The fixed point changes as the parameter changes, falling ever so slightly as "c" becomes smaller. The parabola and the diagonal line intersect at two points now; the roots of the equation

x2 + c = x.

Upon further analysis it can be shown that the smaller of the two roots is an attracting fixed point and the larger of the two roots is a repelling fixed point. We have already shown this for the special case of c = 0 so let's try with another easy value. When the parameter c = −¾ the equation now has roots of −½ and +1½. The results of the first ten iterations for some seed values are presented in the table below.

The orbits of six seeds
ƒ: x → x2 − ¾
This mapping has two fixed points. The orbits not driven off to infinity are repelled from +1½ and attracted to −½.
±1.75 ±1.5 ±1 ±0.75 ±0.5 ±0.25
+2.31 +1.5 +0.25 −0.1875 −0.5 −0.6875
+4.59 +1.5 −0.6875 −0.71484375 −0.5 −0.2773437
+20.38 +1.5 −0.2773437 −0.2389984 −0.5 −0.6730804
+414.93 +1.5 −0.6730804 −0.6928797 −0.5 −0.2969627
+172173.29 +1.5 −0.2969627 −0.2699176 −0.5 −0.6618131
+2.964e+10 +1.5 −0.6618131 −0.6771444 −0.5 −0.3120033
+8.787e+20 +1.5 −0.3120033 −0.2947537 −0.5 −0.6525639
+7.721e+41 +1.5 −0.6525639 −0.6650421 −0.5 −0.3240428
+5.962e+83 +1.5 −0.3240428 −0.3077189 −0.5 −0.6449962
overflow +1.5 −0.6449962 −0.6553090 −0.5 −0.3339798
infinity +1½ −½ −½ −½ −½

As we suspected, +1½, the larger of the two roots is indeed a repelling fixed point, but is −½ an attractor? The answer is yes, if you wait long enough. The orbits approach −½ by oscillating between two values on either side of −½, each of which approaches this value asymptotically. This behavior can be seen in the table above and is an indication of things to come.

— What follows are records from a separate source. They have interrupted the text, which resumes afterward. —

use std::io;

/// Misuse of the node API or a socket failure outside any one connection.
#[derive(Debug, thiserror::Error)]
pub enum NetError {
    #[error("node is already running")]
    AlreadyRunning,
    #[error("node is not running")]
    NotRunning,
    #[error("connector is already in use")]
    AlreadyConnected,
    #[error("client {0} is not connected")]
    NotConnected(usize),
    #[error("client is not connected")]
    NotConnectedToServer,
    #[error("client index {index} is out of range for a server of size {size}")]
    InvalidClientIndex { index: usize, size: usize },
    #[error("no free client slot")]
    NoFreeSlot,
    #[error("invalid configuration: {0}")]
    InvalidConfig(String),
    #[error("socket error: {0}")]
    Io(#[from] io::Error),
}
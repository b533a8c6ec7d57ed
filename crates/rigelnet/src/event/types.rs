use serde::{Deserialize, Serialize};

#[derive(Debug, Clone, Copy, PartialEq, Eq, Serialize, Deserialize)]
pub enum ConnectAttemptFailedReason {
    Error,
    TimedOut,
    Rejected,
}

#[derive(Debug, Clone, Copy, PartialEq, Eq, Serialize, Deserialize)]
pub enum DisconnectReason {
    Graceful,
    Error,
    TimedOut,
}

impl DisconnectReason {
    pub fn as_str(&self) -> &'static str {
        match self {
            DisconnectReason::Graceful => "disconnected",
            DisconnectReason::Error => "dropped after an error",
            DisconnectReason::TimedOut => "timed out",
        }
    }
}

/// Connection lifecycle notifications raised by a node.
///
/// `client_index` is the server slot the event concerns. It is `None` for
/// events raised by a client and for datagrams that never reached a slot.
#[derive(Debug, Clone, PartialEq, Serialize, Deserialize)]
pub enum Event {
    BadPassphrase {
        client_index: Option<usize>,
        passphrase: String,
    },
    ConnectAttemptFailed {
        client_index: Option<usize>,
        reason: ConnectAttemptFailedReason,
    },
    Connected {
        client_index: Option<usize>,
    },
    Disconnected {
        client_index: Option<usize>,
        reason: DisconnectReason,
        message: String,
    },
}

impl Event {
    pub fn client_index(&self) -> Option<usize> {
        match self {
            Event::BadPassphrase { client_index, .. }
            | Event::ConnectAttemptFailed { client_index, .. }
            | Event::Connected { client_index }
            | Event::Disconnected { client_index, .. } => *client_index,
        }
    }
}
use std::time::Duration;

use rigelnet::{NodeConfig, PacketLossSimulation};

#[derive(Debug, Clone)]
pub struct ServerConfig {
    pub port: u16,
    pub tick_rate: u32,
    pub max_clients: usize,
    pub orbiter_count: usize,
    pub passphrase: String,
    pub timeout: Duration,
    pub packet_loss: Option<PacketLossSimulation>,
}

impl Default for ServerConfig {
    fn default() -> Self {
        Self {
            port: rigelnet::DEFAULT_PORT,
            tick_rate: 60,
            max_clients: 8,
            orbiter_count: 12,
            passphrase: "rigel".to_owned(),
            timeout: rigelnet::net::DEFAULT_TIMEOUT,
            packet_loss: None,
        }
    }
}

impl ServerConfig {
    pub fn node_config(&self) -> NodeConfig {
        NodeConfig {
            timeout_limit: self.timeout,
            packet_loss: self.packet_loss.clone(),
            ..NodeConfig::new(self.passphrase.clone())
        }
    }

    pub fn tick_duration(&self) -> Duration {
        Duration::from_secs_f64(1.0 / self.tick_rate.max(1) as f64)
    }
}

For values of the parameter c < −¾, orbits that formerly would have approached the smaller of the two roots now oscillate between two distinct values. The attracting fixed point has bifurcated or split and the orbit is no longer stable but periodic, alternating between two values. As "c" becomes ever more negative another bifurcation takes place and the period doubles to 4 and then again to 8, then 16, then 32, 64, ad infinitum. The distance between successive bifurcations, however, approaches zero and does so in such a way that the period-doubling reaches infinity at a finite parameter value of about c < −1.4. Beyond this value orbits that were formerly periodic now wander over an aperiodic orbit about some finite interval within [−2, 2] and will visit every region of this interval. Such behavior is said to be ergodic and is a characteristic of chaos. In addition, seed values which are initially close to each other will, after a few iterations, follow orbits that are wildly different. This behavior, which exhibits sensitive dependence on initial conditions, is said to be chaotic and the values of the parameter "c" over which such behavior occurs is called the chaotic regime. The sequence of bifurcations leading up to the chaotic regime is known as the period-doubling route to chaos.